The death anniversary of Muhammad Ali Jinnah, Quaid-e-Azam (the great leader) will be celebrated today as has been for past six decades. The day will begin with the twenty one gun salute by the armed forces, all over the four provincial capitals and in Islamabad.
Special prayers will be offered all over the country for blessing Quaid-e-Azam’s soul; functions will be held in schools, where the children will sing patriotic songs, and perform tableaux, remembering the father of the nation.
Special messages will be broadcast by the president, prime minister, the four chief ministers, and other notable political leaders, rhetorically praising Muhammad Ali Jinnah for his unflinching courage he exhibited against all odds, in epic struggle against the British on the one hand, and the narrow minded Hindu majority, on the other.
The newspapers will carry special editions, while the radio and television networks will transmit documentaries among other programs regarding his personality and his contributions to the cause of Muslim emancipation from the yoke of British colonialism.
This way commemorating the special day, the whole nation will go to a sleep, satisfied that they have paid befitting homage to the father of the nation.
But has Pakistan really turned out be what the father of the nation had relentlessly striven for. He envisioned Pakistan, as a secular, democratic and a progressive state that would stand out among the comity of nations as the finest example of racial, ethnic, communal, and religious harmony.
The answer is an emphatic no, as Pakistan is a failed state, as even in the twenty first century majority of its rural areas and even some urban areas lack the basic infra-structure.
Today’s Pakistan faces the pressing issue of load shedding, which the government, perhaps, to tone down its effects terms as load management. But, whichever term we use, it boils down to the fact that the citizens have no electric supply for ten to fourteen hours daily. This has brought our industry to a standstill, and the businessmen are shutting down their factories and finding refuge in Dubai. The same is the case of natural gas.

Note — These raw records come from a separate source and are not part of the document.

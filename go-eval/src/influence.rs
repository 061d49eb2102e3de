use serde::Serialize;

use crate::Point;
use crate::config::InfluenceWeights;
use crate::goban::Goban;

/// Whole-board influence map in row-major layout. After aggregation every
/// cell lies in `[-1, 1]`; positive values favour Black.
#[derive(Debug, Clone, PartialEq, Serialize)]
pub struct InfluenceField {
    size: u8,
    values: Vec<f64>,
}

impl InfluenceField {
    pub fn zeros(size: u8) -> Self {
        Self {
            size,
            values: vec![0.0; size as usize * size as usize],
        }
    }

    pub fn size(&self) -> u8 {
        self.size
    }

    pub fn values(&self) -> &[f64] {
        &self.values
    }

    /// Value at a cell, `None` off the board.
    pub fn get(&self, (row, col): Point) -> Option<f64> {
        if row >= self.size || col >= self.size {
            return None;
        }
        Some(self.values[row as usize * self.size as usize + col as usize])
    }

    /// Sum of the positive (Black-leaning) cells.
    pub fn black_total(&self) -> f64 {
        self.values.iter().filter(|v| **v > 0.0).sum()
    }

    /// Sum of the magnitudes of the negative (White-leaning) cells.
    pub fn white_total(&self) -> f64 {
        self.values.iter().filter(|v| **v < 0.0).map(|v| -v).sum()
    }

    pub fn max_abs(&self) -> f64 {
        self.values.iter().fold(0.0, |m, v| m.max(v.abs()))
    }

    fn add(&mut self, other: &InfluenceField) {
        for (a, b) in self.values.iter_mut().zip(&other.values) {
            *a += b;
        }
    }

    fn normalize(&mut self) {
        let max = self.max_abs();
        if max > 0.0 {
            for v in &mut self.values {
                *v /= max;
            }
        }
    }
}

/// Raw, signed influence projected by the stone at `source` onto every cell.
/// Returns `None` for an empty or off-board source.
pub fn contribution_of(
    goban: &Goban,
    source: Point,
    weights: &InfluenceWeights,
) -> Option<InfluenceField> {
    let color = goban.stone_at(source)?;
    let size = goban.size();
    let mut field = InfluenceField::zeros(size);

    for (i, cell) in goban.points().enumerate() {
        let distance = u32::from(source.0.abs_diff(cell.0)) + u32::from(source.1.abs_diff(cell.1));
        let mut value = weights.strength(distance);
        if value == 0.0 {
            continue;
        }

        match goban.stone_at(cell) {
            Some(s) if s == color => value *= weights.friendly_scale,
            Some(_) => value *= weights.opposing_scale,
            None => {}
        }

        let edge_distance = cell
            .0
            .min(cell.1)
            .min(size - 1 - cell.0)
            .min(size - 1 - cell.1);
        if edge_distance <= weights.edge_band {
            value *= weights.edge_scale;
        }

        field.values[i] = value * color.sign();
    }

    Some(field)
}

/// Sum every stone's contribution and scale by the largest magnitude.
/// An empty board yields all zeros.
pub fn aggregate(goban: &Goban, weights: &InfluenceWeights) -> InfluenceField {
    let mut field = InfluenceField::zeros(goban.size());
    for point in goban.points() {
        if let Some(contribution) = contribution_of(goban, point, weights) {
            field.add(&contribution);
        }
    }
    field.normalize();
    field
}
use go_eval_host::console::{self, Command};
use go_eval_host::{Driver, HostConfig};
use tokio::io::{AsyncBufReadExt, AsyncWriteExt, BufReader};

#[tokio::main]
async fn main() {
    tracing_subscriber::fmt()
        .with_writer(std::io::stderr)
        .with_env_filter(
            tracing_subscriber::EnvFilter::try_from_default_env()
                .unwrap_or_else(|_| "go_eval=info,go_eval_host=info".into()),
        )
        .init();

    let config = match HostConfig::from_env() {
        Ok(config) => config,
        Err(e) => {
            tracing::error!("{e}");
            std::process::exit(2);
        }
    };
    let size = config.eval.board_size;
    tracing::info!(size, komi = config.eval.komi, "Starting offline console");

    let driver = match Driver::offline(config) {
        Ok(driver) => driver,
        Err(e) => {
            tracing::error!("{e}");
            std::process::exit(2);
        }
    };
    let mut lines = BufReader::new(tokio::io::stdin()).lines();
    let mut stdout = tokio::io::stdout();

    loop {
        let line = match lines.next_line().await {
            Ok(Some(line)) => line,
            Ok(None) => break,
            Err(e) => {
                tracing::error!("Failed to read stdin: {e}");
                break;
            }
        };
        if line.trim().is_empty() {
            continue;
        }

        let reply = match Command::parse(&line, size) {
            Ok(Command::Quit) => break,
            Ok(command) => match console::execute(&driver, command).await {
                Ok(out) => format!("= {out}"),
                Err(e) => format!("? {e}"),
            },
            Err(e) => format!("? {e}"),
        };

        let written = stdout.write_all(format!("{reply}\n\n").as_bytes()).await;
        if let Err(e) = written.and(stdout.flush().await) {
            tracing::error!("Failed to write stdout: {e}");
            break;
        }
    }
}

Coupled with this electric and natural gas short fall is the issue of water shortage, both portable and that used for irrigation. This situation in an agrarian society means nothing short of death to the farmer.
In the sphere of education both quantitatively and qualitatively we lag behind all the other SAARC countries.

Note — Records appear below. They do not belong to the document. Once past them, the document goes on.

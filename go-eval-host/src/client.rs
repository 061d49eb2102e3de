use std::future::Future;

use go_eval::{Stone, Suggestion};

use crate::error::HostError;

/// The request/response boundary to an external move-generation engine.
///
/// Vertices travel as GTP text (`"D4"`, `"pass"`); colours as [`Stone`].
/// Implementations own their timeouts.
pub trait EngineClient: Send + Sync + 'static {
    fn play(&self, stone: Stone, vertex: &str)
    -> impl Future<Output = Result<(), HostError>> + Send;

    /// Ask the engine to choose and play a move. Returns its GTP reply.
    fn genmove(&self, stone: Stone) -> impl Future<Output = Result<String, HostError>> + Send;

    /// The engine's board, one line per row (`X` black, `O` white).
    fn showboard(&self) -> impl Future<Output = Result<String, HostError>> + Send;

    fn suggestions(
        &self,
        stone: Stone,
        count: usize,
    ) -> impl Future<Output = Result<Vec<Suggestion>, HostError>> + Send;

    fn clear_board(&self) -> impl Future<Output = Result<(), HostError>> + Send;
}

/// Stand-in for sessions without an engine. Every request fails.
#[derive(Debug, Clone, Copy, Default)]
pub struct Offline;

impl EngineClient for Offline {
    async fn play(&self, _stone: Stone, _vertex: &str) -> Result<(), HostError> {
        Err(HostError::NotConnected)
    }

    async fn genmove(&self, _stone: Stone) -> Result<String, HostError> {
        Err(HostError::NotConnected)
    }

    async fn showboard(&self) -> Result<String, HostError> {
        Err(HostError::NotConnected)
    }

    async fn suggestions(&self, _stone: Stone, _count: usize) -> Result<Vec<Suggestion>, HostError> {
        Err(HostError::NotConnected)
    }

    async fn clear_board(&self) -> Result<(), HostError> {
        Err(HostError::NotConnected)
    }
}
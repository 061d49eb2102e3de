use crate::Point;
use crate::config::QualityWeights;
use crate::goban::Goban;
use crate::hoshi;
use crate::stone::Stone;

/// Rate the move just played at `point` by `stone`.
///
/// `goban` is the position after captures were resolved, `move_number` is
/// 1-based. The result lies in `[w.min, w.max]` and is rounded to three
/// decimals.
pub fn score(
    goban: &Goban,
    point: Point,
    stone: Stone,
    captured: usize,
    move_number: usize,
    w: &QualityWeights,
) -> f64 {
    let size = goban.size();
    let opening = move_number < w.opening_until;
    let endgame = move_number >= w.endgame_from;

    let mut quality = if opening {
        w.opening_base + (move_number as f64 / w.opening_until as f64) * w.opening_ramp
    } else if endgame {
        w.endgame_base
    } else {
        w.middle_base
    };

    if captured > 0 {
        quality += (w.capture_per_stone * captured as f64).min(w.capture_cap);
    }

    if move_number < w.star_until && hoshi::is_star_point(size, point) {
        quality += w.star_bonus;
    }

    let center = u32::from(size.saturating_sub(1) / 2);
    let center_distance =
        u32::from(point.0).abs_diff(center) + u32::from(point.1).abs_diff(center);
    if !opening && !endgame && center > 0 {
        let closeness = 1.0 - (f64::from(center_distance) / f64::from(2 * center)) * w.center_falloff;
        quality += closeness * w.center_bonus;
    }

    if endgame {
        let near_edge = |x: u8| x < w.edge_band || x > size.saturating_sub(1 + w.edge_band);
        let (row_edge, col_edge) = (near_edge(point.0), near_edge(point.1));
        if row_edge && col_edge {
            quality += w.corner_bonus;
        } else if row_edge || col_edge {
            quality += w.edge_bonus;
        }
    }

    let mut friendly = 0u32;
    let mut empty = 0usize;
    for n in goban.neighbors(point) {
        match goban.stone_at(n) {
            Some(s) if s == stone => friendly += 1,
            None => empty += 1,
            Some(_) => {}
        }
    }
    if friendly > 0 {
        quality += (f64::from(friendly) * w.connection_per_stone).min(w.connection_cap);
    }
    if empty > 0 {
        quality += w.liberty_bonus[empty.min(3) - 1];
    }

    if opening && captured == 0 && friendly == 0 && center_distance > w.isolation_distance {
        quality -= w.isolation_penalty;
    }

    (quality.clamp(w.min, w.max) * 1000.0).round() / 1000.0
}
use go_eval::{Status, Stone};
use go_eval_host::GameMode;

use crate::common::connected;

#[tokio::test]
async fn clear_resets_both_sides() {
    let (driver, engine) = connected(9, GameMode::Manual);
    driver.play((4, 4)).await.unwrap();
    driver.resign(Stone::White).await.unwrap();

    driver.clear().await.unwrap();

    assert_eq!(engine.count("clear_board"), 1);
    assert!(engine.state().goban.is_empty());
    driver
        .with_session(|s| {
            assert_eq!(s.status(), Status::Playing);
            assert!(s.goban().is_empty());
            assert!(s.history().is_empty());
            assert!(s.series().win_rate.is_empty());
        })
        .await;
}

#[tokio::test]
async fn engine_failure_still_resets_locally() {
    let (driver, engine) = connected(9, GameMode::Manual);
    driver.play((4, 4)).await.unwrap();
    {
        let mut state = engine.state();
        state.fail_clear = true;
        state.fail_showboard = true;
    }

    driver.clear().await.unwrap();

    assert!(driver.with_session(|s| s.goban().is_empty()).await);
    assert_eq!(driver.last_error(), None);
    assert!(!driver.is_thinking());
}

#[tokio::test(start_paused = true)]
async fn engine_only_restarts_after_clear() {
    let (driver, engine) = connected(9, GameMode::EngineOnly);
    engine.script(&["E5"]);

    driver.clear().await.unwrap();
    assert!(driver.has_pending_continuation());

    tokio::time::sleep(std::time::Duration::from_millis(501)).await;
    crate::common::settle().await;
    assert_eq!(engine.count("genmove"), 1);
    assert_eq!(driver.with_session(|s| s.move_count()).await, 1);
    driver.set_mode(GameMode::Manual).await;
}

Pakistan is a hub of terrorists from all over the globe; has no semblance of any law and order; is haunted by a plethora of social issues like the sectarian strife; a hostage to fanatical religious zealots, the gun totting Taliban of Pakistan (as opposed those of Afghanistan) propagating their peculiar and mutilated brand of Islam.
For the majority of its history Pakistan has been ruled by one junta, after another and the rest of the time by an elitist “so called” democracy.
This list goes on and on, so I ask the reader, would the father of the nation be proud of Pakistan, he helped create working day and night, and as a result ultimately falling prey to fatal tuberculosis.
If the present scenario persists any longer, we would not be celebrating the death anniversary of the father of the nation, Muhammad Ali Jinnah, but instead of the nation, itself.